_What you need to do_
Find every line in the records below that contains "which", and copy it.

_Records supplied_
+-------+
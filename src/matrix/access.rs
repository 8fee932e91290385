//! Per-area access statistics and empirical threshold derivation.
//!
//! The UDI threshold is derived from the observed distribution of per-unit
//! minimum travel times, not fixed at a round number: a hard-coded 30-minute
//! threshold once produced a 0% positive rate across an entire region, which
//! indicted the threshold, not the region.

use std::collections::BTreeMap;

use serde::Serialize;
use tracing::{error, info, warn};

use crate::domain::{AccessStats, EngineConfig, TravelTimeEntry};
use crate::error::{AppError, ErrorKind};
use crate::math::stats;

/// Derive min/median/mean minutes and `providers_within(threshold)` for each
/// geo unit present in the matrix. Output is ordered by geo unit id.
pub fn access_stats(entries: &[TravelTimeEntry], threshold: f64) -> Vec<AccessStats> {
    let mut by_unit: BTreeMap<&str, Vec<f64>> = BTreeMap::new();
    for entry in entries {
        by_unit
            .entry(entry.geo_unit_id.as_str())
            .or_default()
            .push(entry.minutes);
    }

    by_unit
        .into_iter()
        .map(|(unit_id, minutes)| {
            let min = minutes.iter().cloned().fold(f64::INFINITY, f64::min);
            AccessStats {
                geo_unit_id: unit_id.to_string(),
                min_minutes: min,
                median_minutes: stats::median(&minutes).unwrap_or(min),
                mean_minutes: stats::mean(&minutes).unwrap_or(min),
                providers_within: minutes.iter().filter(|&&m| m <= threshold).count(),
            }
        })
        .collect()
}

/// A derived threshold with its provenance.
#[derive(Debug, Clone, Serialize)]
pub struct DerivedThreshold {
    pub minutes: f64,
    /// Percentile of the min-minutes distribution the threshold was taken at.
    pub percentile: f64,
    /// Positive-class share this threshold produces on the derivation sample.
    pub positive_rate: f64,
}

/// Derive the access threshold from per-unit minimum travel times.
///
/// The configured percentile is tried first, then the fallback ladder; a
/// candidate is accepted only when it yields a positive rate strictly inside
/// (0, 1). A 0% or 100% split at every candidate is a hard failure — it means
/// the distribution cannot support a meaningful flag, which must be fixed in
/// the inputs rather than papered over.
pub fn derive_threshold(
    min_minutes: &[f64],
    config: &EngineConfig,
) -> Result<DerivedThreshold, AppError> {
    if min_minutes.is_empty() {
        return Err(AppError::new(
            ErrorKind::InvalidInput,
            "Cannot derive a threshold from an empty travel-time sample",
        ));
    }

    let candidates =
        std::iter::once(config.threshold_percentile).chain(config.threshold_fallbacks.iter().copied());

    for percentile in candidates {
        let Some(minutes) = stats::percentile(min_minutes, percentile) else {
            continue;
        };
        let positives = min_minutes.iter().filter(|&&m| m > minutes).count();
        let rate = positives as f64 / min_minutes.len() as f64;

        if rate > 0.0 && rate < 1.0 {
            info!(
                threshold_minutes = minutes,
                percentile, positive_rate = rate, "derived access threshold"
            );
            return Ok(DerivedThreshold {
                minutes,
                percentile,
                positive_rate: rate,
            });
        }
        warn!(
            threshold_minutes = minutes,
            percentile,
            positive_rate = rate,
            "degenerate split at candidate percentile; trying next"
        );
    }

    error!(
        units = min_minutes.len(),
        "no threshold candidate produced a usable split"
    );
    Err(AppError::new(
        ErrorKind::DegenerateDistribution,
        format!(
            "No threshold percentile produced a usable positive/negative split \
             over {} units (all candidates yielded 0% or 100%)",
            min_minutes.len()
        ),
    ))
}
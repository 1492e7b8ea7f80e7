/// Per-transport backend capability set
///
/// Everything that differs between serial RTU and TCP framing lives behind
/// [`ModbusBackend`]: header and checksum geometry, ADU basis construction,
/// frame finalization (CRC append vs. MBAP length patch), integrity
/// checking and the request/confirmation correlation rule. The transaction
/// engine holds a `Box<dyn ModbusBackend>` chosen at construction and never
/// rebinds it, so the engine itself stays transport-agnostic.
use crc::{Crc, CRC_16_MODBUS};

use crate::error::{ModbusError, ModbusResult};
use crate::frame::Adu;
use crate::{BROADCAST_ADDRESS, MAX_ADU_LENGTH, MAX_RTU_ADU_LENGTH, TCP_SLAVE_UNUSED};

/// CRC-16/MODBUS (polynomial 0x8005 reflected as 0xA001, init 0xFFFF)
pub const CRC_MODBUS: Crc<u16> = Crc::<u16>::new(&CRC_16_MODBUS);

/// CRC over an RTU frame body. The low byte travels first on the wire.
pub fn crc16(data: &[u8]) -> u16 {
    CRC_MODBUS.checksum(data)
}

/// Transport family a backend frames for
#[derive(Debug, Clone, Copy, PartialEq, Eq)]
pub enum BackendKind {
    Rtu,
    Tcp,
}

impl std::fmt::Display for BackendKind {
    fn fmt(&self, f: &mut std::fmt::Formatter<'_>) -> std::fmt::Result {
        match self {
            BackendKind::Rtu => write!(f, "RTU"),
            BackendKind::Tcp => write!(f, "TCP"),
        }
    }
}

/// Addressing triple a server echoes back in its response: the requesting
/// slave/unit id, the function code byte and the TCP transaction id
#[derive(Debug, Clone, Copy, PartialEq, Eq)]
pub struct TransactionTriple {
    pub slave: u8,
    pub function: u8,
    pub tid: u16,
}

/// Framing capabilities required from each transport family
pub trait ModbusBackend: Send {
    fn kind(&self) -> BackendKind;

    /// Bytes preceding the function code (RTU: 1, TCP: 7)
    fn header_length(&self) -> usize;

    /// Trailing checksum bytes (RTU: 2, TCP: 0)
    fn checksum_length(&self) -> usize;

    /// Largest legal ADU for this framing
    fn max_adu_length(&self) -> usize;

    /// Whether `slave` is an addressable station for this framing
    fn accepts_slave(&self, slave: u8) -> bool;

    /// Slave address a fresh context starts with
    fn default_slave(&self) -> u8;

    /// Start a request ADU: header, function code, address and quantity
    /// (or value) fields. TCP draws a fresh transaction id here.
    fn build_request_basis(
        &mut self,
        slave: u8,
        function: u8,
        address: u16,
        quantity: u16,
    ) -> ModbusResult<Adu>;

    /// Start a response ADU echoing the request's addressing triple
    fn build_response_basis(&self, triple: &TransactionTriple) -> ModbusResult<Adu>;

    /// Transaction id to echo in a response, if this framing carries one
    fn prepare_response_tid(&self, request: &[u8]) -> u16;

    /// Finalize an outgoing ADU: append the CRC (RTU) or patch the MBAP
    /// length field (TCP). Must be called exactly once per frame.
    fn send_msg_pre(&self, adu: &mut Adu) -> ModbusResult<()>;

    /// Validate a received frame's integrity; returns the frame length
    fn check_integrity(&self, msg: &[u8]) -> ModbusResult<usize>;

    /// Validate that a confirmation answers the given request (slave
    /// address for RTU, transaction and protocol id for TCP)
    fn pre_check_confirmation(&self, request: &[u8], response: &[u8]) -> ModbusResult<()>;
}

/// Serial line framing: one address byte, trailing CRC-16
#[derive(Debug, Default)]
pub struct RtuBackend;

impl RtuBackend {
    pub fn new() -> Self {
        RtuBackend
    }
}

impl ModbusBackend for RtuBackend {
    fn kind(&self) -> BackendKind {
        BackendKind::Rtu
    }

    fn header_length(&self) -> usize {
        1
    }

    fn checksum_length(&self) -> usize {
        2
    }

    fn max_adu_length(&self) -> usize {
        MAX_RTU_ADU_LENGTH
    }

    fn accepts_slave(&self, slave: u8) -> bool {
        slave <= 247
    }

    fn default_slave(&self) -> u8 {
        1
    }

    fn build_request_basis(
        &mut self,
        slave: u8,
        function: u8,
        address: u16,
        quantity: u16,
    ) -> ModbusResult<Adu> {
        let mut adu = Adu::new();
        adu.push(slave)?;
        adu.push(function)?;
        adu.push_u16_be(address)?;
        adu.push_u16_be(quantity)?;
        Ok(adu)
    }

    fn build_response_basis(&self, triple: &TransactionTriple) -> ModbusResult<Adu> {
        let mut adu = Adu::new();
        adu.push(triple.slave)?;
        adu.push(triple.function)?;
        Ok(adu)
    }

    fn prepare_response_tid(&self, _request: &[u8]) -> u16 {
        0
    }

    fn send_msg_pre(&self, adu: &mut Adu) -> ModbusResult<()> {
        let crc = crc16(adu.as_slice());
        adu.extend_from_slice(&crc.to_le_bytes())
    }

    fn check_integrity(&self, msg: &[u8]) -> ModbusResult<usize> {
        if msg.len() < 4 {
            return Err(ModbusError::frame(format!(
                "RTU frame too short: {} bytes",
                msg.len()
            )));
        }
        if msg.len() > MAX_RTU_ADU_LENGTH {
            return Err(ModbusError::frame(format!(
                "RTU frame too long: {} bytes",
                msg.len()
            )));
        }
        let computed = crc16(&msg[..msg.len() - 2]);
        let received = u16::from_le_bytes([msg[msg.len() - 2], msg[msg.len() - 1]]);
        if computed != received {
            return Err(ModbusError::crc_mismatch(computed, received));
        }
        Ok(msg.len())
    }

    fn pre_check_confirmation(&self, request: &[u8], response: &[u8]) -> ModbusResult<()> {
        let req_slave = request[0];
        let rsp_slave = response[0];
        if rsp_slave != req_slave && req_slave != BROADCAST_ADDRESS {
            return Err(ModbusError::confirmation_mismatch(format!(
                "response from slave {} while slave {} was addressed",
                rsp_slave, req_slave
            )));
        }
        Ok(())
    }
}

/// TCP framing: 7-byte MBAP header, transaction-id correlation, no checksum
#[derive(Debug, Default)]
pub struct TcpBackend {
    transaction_id: u16,
}

impl TcpBackend {
    pub fn new() -> Self {
        TcpBackend { transaction_id: 0 }
    }

    /// Wrapping counter; zero is skipped so a fresh counter never collides
    /// with a zero-initialized peer
    fn next_transaction_id(&mut self) -> u16 {
        self.transaction_id = self.transaction_id.wrapping_add(1);
        if self.transaction_id == 0 {
            self.transaction_id = 1;
        }
        self.transaction_id
    }
}

impl ModbusBackend for TcpBackend {
    fn kind(&self) -> BackendKind {
        BackendKind::Tcp
    }

    fn header_length(&self) -> usize {
        7
    }

    fn checksum_length(&self) -> usize {
        0
    }

    fn max_adu_length(&self) -> usize {
        MAX_ADU_LENGTH
    }

    fn accepts_slave(&self, slave: u8) -> bool {
        slave <= 247 || slave == TCP_SLAVE_UNUSED
    }

    fn default_slave(&self) -> u8 {
        TCP_SLAVE_UNUSED
    }

    fn build_request_basis(
        &mut self,
        slave: u8,
        function: u8,
        address: u16,
        quantity: u16,
    ) -> ModbusResult<Adu> {
        let mut adu = Adu::new();
        adu.push_u16_be(self.next_transaction_id())?;
        adu.push_u16_be(0)?; // protocol id
        adu.push_u16_be(0)?; // length, patched by send_msg_pre
        adu.push(slave)?;
        adu.push(function)?;
        adu.push_u16_be(address)?;
        adu.push_u16_be(quantity)?;
        Ok(adu)
    }

    fn build_response_basis(&self, triple: &TransactionTriple) -> ModbusResult<Adu> {
        let mut adu = Adu::new();
        adu.push_u16_be(triple.tid)?;
        adu.push_u16_be(0)?;
        adu.push_u16_be(0)?;
        adu.push(triple.slave)?;
        adu.push(triple.function)?;
        Ok(adu)
    }

    fn prepare_response_tid(&self, request: &[u8]) -> u16 {
        u16::from_be_bytes([request[0], request[1]])
    }

    fn send_msg_pre(&self, adu: &mut Adu) -> ModbusResult<()> {
        if adu.len() < 7 {
            return Err(ModbusError::frame("MBAP header incomplete"));
        }
        adu.set_u16_be(4, (adu.len() - 6) as u16);
        Ok(())
    }

    fn check_integrity(&self, msg: &[u8]) -> ModbusResult<usize> {
        if msg.len() < 8 {
            return Err(ModbusError::frame(format!(
                "TCP frame too short: {} bytes",
                msg.len()
            )));
        }
        let declared = u16::from_be_bytes([msg[4], msg[5]]) as usize + 6;
        if declared != msg.len() {
            return Err(ModbusError::length_mismatch(declared, msg.len()));
        }
        Ok(msg.len())
    }

    fn pre_check_confirmation(&self, request: &[u8], response: &[u8]) -> ModbusResult<()> {
        let req_tid = u16::from_be_bytes([request[0], request[1]]);
        let rsp_tid = u16::from_be_bytes([response[0], response[1]]);
        if req_tid != rsp_tid {
            return Err(ModbusError::confirmation_mismatch(format!(
                "transaction id {} received, {} expected",
                rsp_tid, req_tid
            )));
        }
        let rsp_pid = u16::from_be_bytes([response[2], response[3]]);
        if rsp_pid != 0 {
            return Err(ModbusError::confirmation_mismatch(format!(
                "protocol id {} received, 0 expected",
                rsp_pid
            )));
        }
        Ok(())
    }
}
+-------+
_Task result_
//! threshold once produced a 0% positive rate across an entire region, which
/// the distribution cannot support a meaningful flag, which must be fixed in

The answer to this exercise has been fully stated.